In the course of administration of the estate of Bernhard Myer, in bankruptcy, a controversy arose before the referee as to the priorities of certain creditors in ‘the distribution of the assets. The order made thereon by the referee was certified to the District Court of the Second Judicial District of New Mexico for review. As question is only made on the petition to this court to review the action of the District Court in recognizing the claim of Frederick H. Jung to share pro rata with the other claims allowed by the District Court, the question to be decided here is, was the claim of said Jung thus properly classified ? His claim grew out of a note given by said Myer, of date November 24, 1870, executed to one Nathan Myer, of which said Jung presumably became the owner by assignment. He reduced this note to judgment on the 30th day of October, 1900, in the Supreme Court of San Francisco, California; and on the 27th day of October, 1903, he obtained judgment on said judgment in the district court of Bernalillo county, N. M. in the sum of $9,216.94.

Bernhard and Pauline Myer were married in 1872. At and subsequent to the time of this marriage the husband received from the mother of said Pauline $1,970 as her dot under the civil law then in force in said territory." This money was squandered and lost by the husband.
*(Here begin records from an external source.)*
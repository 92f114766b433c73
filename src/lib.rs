//! # gosh-core
//!
//! Transport and disk-cache core for the gosh download engine:
//!
//! - **uTP transport**: a reliable, LEDBAT-congestion-controlled
//!   stream protocol multiplexing many connections over one UDP
//!   socket, with selective acks, path-MTU discovery and RESET
//!   handling
//! - **Disk buffer pool**: a bounded allocator of 16 KiB disk blocks
//!   with watermark back-pressure, queued asynchronous allocation and
//!   pluggable backing (heap, slab pool, mmap cache file)
//! - **Lazy bencode decoder**: a zero-copy parser for torrent metadata
//!   and peer messages, borrowing slices straight out of the input
//!
//! ## Quick start
//!
//! ```rust,no_run
//! use gosh_core::{CoreConfig, UtpMux};
//!
//! #[tokio::main]
//! async fn main() -> Result<(), Box<dyn std::error::Error>> {
//!     let config = CoreConfig::default();
//!     config.validate()?;
//!
//!     let mux = UtpMux::bind_with_settings("0.0.0.0:6881".parse()?, config.utp).await?;
//!     let socket = mux.connect("192.0.2.7:6881".parse()?).await?;
//!     socket.write_all(b"\x13BitTorrent protocol").await?;
//!     Ok(())
//! }
//! ```

// Modules
pub mod bencode;
pub mod config;
pub mod disk;
pub mod error;
pub mod utp;

// Re-exports for convenience
pub use config::{CoreConfig, DiskCacheConfig, UtpSettings, BLOCK_SIZE};
pub use error::{CoreError, DiskErrorKind, NetworkErrorKind, ProtocolErrorKind, Result};

// Bencode exports
pub use bencode::{decode, decode_strict, LazyEntry};

// Disk pool exports
pub use disk::{spawn_wake_dispatcher, Block, BufferPool, DiskObserver, WakeBatch};

// uTP exports
pub use utp::{CloseCause, ConnectionState, ConnectionStats, UtpMux, UtpSocket, UtpStatus};
#[cfg(test)]
mod tests {
    use super::*;
    use std::sync::atomic::{AtomicUsize, Ordering};

    fn test_pool(cache_size: usize, gap_blocks: usize) -> (BufferPool, mpsc::UnboundedReceiver<WakeBatch>) {
        let (tx, rx) = mpsc::unbounded_channel();
        let pool = BufferPool::with_block_size(1024, tx);
        pool.set_settings(&DiskCacheConfig {
            cache_size,
            max_queued_disk_bytes: gap_blocks * 1024,
            ..Default::default()
        });
        (pool, rx)
    }

    #[test]
    fn test_allocate_and_free_track_in_use() {
        let (pool, _rx) = test_pool(64, 16);
        let a = pool.allocate("read cache").unwrap();
        let b = pool.allocate("write cache").unwrap();
        assert_eq!(pool.in_use(), 2);
        assert_eq!(
            pool.stats(),
            vec![("read cache", 1), ("write cache", 1)]
        );

        pool.free(a);
        pool.free(b);
        assert_eq!(pool.in_use(), 0);
        assert!(pool.stats().is_empty());
    }

    #[test]
    fn test_allocate_refuses_at_ceiling() {
        let (pool, _rx) = test_pool(18, 16);
        // low watermark = 2, ceiling = 18
        let blocks: Vec<_> = (0..18).map(|_| pool.allocate("read cache").unwrap()).collect();
        assert_eq!(pool.in_use(), 18);
        assert!(pool.allocate("read cache").is_none());
        pool.free_many(blocks);
    }

    #[test]
    fn test_pressure_latches_in_upper_band() {
        let (pool, _rx) = test_pool(20, 16);
        // low = 4, latch point = 4 + (20-4)/2 = 12
        let mut blocks = Vec::new();
        for _ in 0..11 {
            blocks.push(pool.allocate("read cache").unwrap());
        }
        assert!(!pool.is_exceeded());
        blocks.push(pool.allocate("read cache").unwrap());
        assert!(pool.is_exceeded());

        // Latch clears only at the low watermark
        while pool.in_use() > 5 {
            pool.free(blocks.pop().unwrap());
        }
        assert!(pool.is_exceeded());
        pool.free(blocks.pop().unwrap());
        assert!(!pool.is_exceeded());
        pool.free_many(blocks);
    }

    #[test]
    fn test_trim_trigger_fires_once_per_latch() {
        let fired = Arc::new(AtomicUsize::new(0));
        let counter = fired.clone();
        let (tx, _rx) = mpsc::unbounded_channel();
        let pool = BufferPool::with_block_size(1024, tx)
            .with_trim_trigger(move || {
                counter.fetch_add(1, Ordering::SeqCst);
            });
        pool.set_settings(&DiskCacheConfig {
            cache_size: 18,
            max_queued_disk_bytes: 16 * 1024,
            ..Default::default()
        });

        // low = 2, latch at 10
        let blocks: Vec<_> = (0..12).map(|_| pool.allocate("read cache").unwrap()).collect();
        assert_eq!(fired.load(Ordering::SeqCst), 1);
        pool.free_many(blocks);
    }

    #[test]
    fn test_num_to_evict() {
        let (pool, _rx) = test_pool(20, 16);
        // low = 4
        let blocks: Vec<_> = (0..10).map(|_| pool.allocate("read cache").unwrap()).collect();

        // over the low watermark by 6
        assert_eq!(pool.num_to_evict(0), 6);
        // needing 14 more: 10 + 14 - 20 = 4 < 6
        assert_eq!(pool.num_to_evict(14), 6);
        // needing 18 more: 10 + 18 - 20 = 8
        assert_eq!(pool.num_to_evict(18), 8);
        pool.free_many(blocks);

        // never more than in_use
        assert_eq!(pool.num_to_evict(1000), 0);
    }

    #[test]
    fn test_rename_moves_category() {
        let (pool, _rx) = test_pool(64, 16);
        let mut block = pool.allocate("receive buffer").unwrap();
        pool.rename(&mut block, "write cache");
        assert_eq!(block.category(), "write cache");
        assert_eq!(pool.stats(), vec![("write cache", 1)]);
        pool.free(block);
    }

    #[test]
    fn test_backing_switch_deferred_until_drained() {
        let (pool, _rx) = test_pool(64, 16);
        assert_eq!(pool.backing_kind(), BackingKind::Heap);

        let block = pool.allocate("read cache").unwrap();
        pool.set_settings(&DiskCacheConfig {
            cache_size: 64,
            max_queued_disk_bytes: 16 * 1024,
            use_disk_cache_pool: true,
            ..Default::default()
        });
        // One block outstanding: still on the old strategy
        assert_eq!(pool.backing_kind(), BackingKind::Heap);

        pool.free(block);
        assert_eq!(pool.backing_kind(), BackingKind::Pool);
    }

    #[cfg(unix)]
    #[test]
    fn test_mmap_backing_roundtrip() {
        let dir = tempfile::tempdir().unwrap();
        let (tx, _rx) = mpsc::unbounded_channel();
        let pool = BufferPool::with_block_size(4096, tx);
        pool.set_settings(&DiskCacheConfig {
            cache_size: 32,
            max_queued_disk_bytes: 16 * 4096,
            mmap_cache: Some(dir.path().join("cache.mmap")),
            ..Default::default()
        });
        assert_eq!(pool.backing_kind(), BackingKind::Mmap);

        let mut block = pool.allocate("write cache").unwrap();
        block[..4].copy_from_slice(b"abcd");
        assert_eq!(&block[..4], b"abcd");
        pool.free(block);

        // Turning the mmap path off reverts to heap once drained
        pool.set_settings(&DiskCacheConfig {
            cache_size: 32,
            max_queued_disk_bytes: 16 * 4096,
            ..Default::default()
        });
        assert_eq!(pool.backing_kind(), BackingKind::Heap);
    }
}
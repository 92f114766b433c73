//! uTP connection state machine types

use std::time::Instant;

use bytes::Bytes;

/// uTP connection states
#[derive(Debug, Clone, Copy, PartialEq, Eq)]
pub enum ConnectionState {
    /// Initial state, no handshake yet
    Idle,

    /// SYN sent, waiting for the acking STATE (initiator)
    SynSent,

    /// Connection established, data transfer active
    Connected,

    /// FIN sent, waiting for it to be acked
    FinSent,

    /// Connection torn down by RESET (peer's or synthesized)
    Reset,

    /// FIN acked; lingering briefly to absorb stray packets
    CloseWait,

    /// Finished; the manager garbage-collects the socket
    Deleted,
}

impl ConnectionState {
    /// Check if data can be queued for sending
    pub fn can_send_data(&self) -> bool {
        matches!(self, Self::Connected)
    }

    /// Check if the connection is past the point of no return
    pub fn is_terminal(&self) -> bool {
        matches!(self, Self::Reset | Self::CloseWait | Self::Deleted)
    }

    /// Check if the handshake or transfer is still in progress
    pub fn is_active(&self) -> bool {
        matches!(self, Self::SynSent | Self::Connected | Self::FinSent)
    }
}

impl std::fmt::Display for ConnectionState {
    fn fmt(&self, f: &mut std::fmt::Formatter<'_>) -> std::fmt::Result {
        match self {
            Self::Idle => write!(f, "IDLE"),
            Self::SynSent => write!(f, "SYN_SENT"),
            Self::Connected => write!(f, "CONNECTED"),
            Self::FinSent => write!(f, "FIN_SENT"),
            Self::Reset => write!(f, "RESET"),
            Self::CloseWait => write!(f, "CLOSE_WAIT"),
            Self::Deleted => write!(f, "DELETED"),
        }
    }
}

/// Why a connection ended
#[derive(Debug, Clone, Copy, PartialEq, Eq)]
pub enum CloseCause {
    /// Clean FIN exchange
    Graceful,
    /// Peer sent RESET
    PeerReset,
    /// A packet exhausted its retransmission budget
    RetransmitExhausted,
}

/// A packet in the send window awaiting acknowledgment
#[derive(Debug, Clone)]
pub struct OutstandingPacket {
    /// Sequence number
    pub seq_nr: u16,

    /// Payload carried (empty for SYN/FIN)
    pub payload: Bytes,

    /// Bytes charged against the congestion window
    pub size: u32,

    /// Time of the first transmission
    pub first_sent: Instant,

    /// Time of the most recent transmission
    pub last_sent: Instant,

    /// Total transmissions so far (1 = never retransmitted)
    pub transmissions: u32,

    /// This packet is a path-MTU probe; its loss is a probe result,
    /// not congestion
    pub mtu_probe: bool,
}

impl OutstandingPacket {
    pub fn new(seq_nr: u16, payload: Bytes, size: u32, mtu_probe: bool) -> Self {
        let now = Instant::now();
        Self {
            seq_nr,
            payload,
            size,
            first_sent: now,
            last_sent: now,
            transmissions: 1,
            mtu_probe,
        }
    }

    pub fn mark_retransmit(&mut self) {
        self.last_sent = Instant::now();
        self.transmissions += 1;
    }
}

/// Per-connection transfer statistics
#[derive(Debug, Default, Clone)]
pub struct ConnectionStats {
    /// Packets sent
    pub packets_sent: u64,

    /// Packets received
    pub packets_received: u64,

    /// Bytes sent (payload only)
    pub bytes_sent: u64,

    /// Bytes received (payload only)
    pub bytes_received: u64,

    /// Packets retransmitted
    pub retransmits: u64,

    /// Fast retransmits triggered by duplicate acks
    pub fast_retransmits: u64,

    /// Duplicate acks received
    pub duplicate_acks: u64,

    /// Retransmission timer expirations
    pub timeouts: u64,
}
Thereafter property, consisting of certain lands constituting the estate in bankruptcy, was acquired by the husband, mainly in payment of his'services as agent in the prosecution of some Indian depredation claims. The deed to this property was made absolutely to the wife, Pauline, possibly in recognition by the husband of his obligation growing out of the loss of the property coming as aforesaid to the marital community estate. The other debts allowed by the District Court against the estate were contracted by said Bernhard Myer during the coverture. The court also allowed in favor of the wife, Pauline, the amount of property which the husband had received through the marriage as aforesaid, to be paid pro rata with the other allowed claims. She joined in the request preferred by the petition, to the referee for the sale of said real estate so held by her, the proceeds of which constitute the fund in question for distribution, which is insufficient to pay all the debts of. the bankrupt. Presumably she did this under the assumption that this land was the community property of the husband and wife, and that she would be entitled to have her claim to the wife’s dot allowed against the fund. Be this as it- may, as the claim so allowed her is not challenged by this petition, it is not the subject of review. The petition before this court is prosecuted by certain of the general creditors against the action of the District Court in allowing Jung’s claim to’ share pro rata with them. The contention of petitioners is that all the property which came to either the husband or wife during coverture by onerous title, that is aided by a valuable consideration, as the payment of money, the rendition of services, and the like, by either spouse, became the community property, of the spouses as recognized by the civil law, claimed to be in force in the territory at the time in question; and that inhering in this property right is the further rule that the creditors of the hus*75band who became such during the coverture are entitled to be paid first out of said asset.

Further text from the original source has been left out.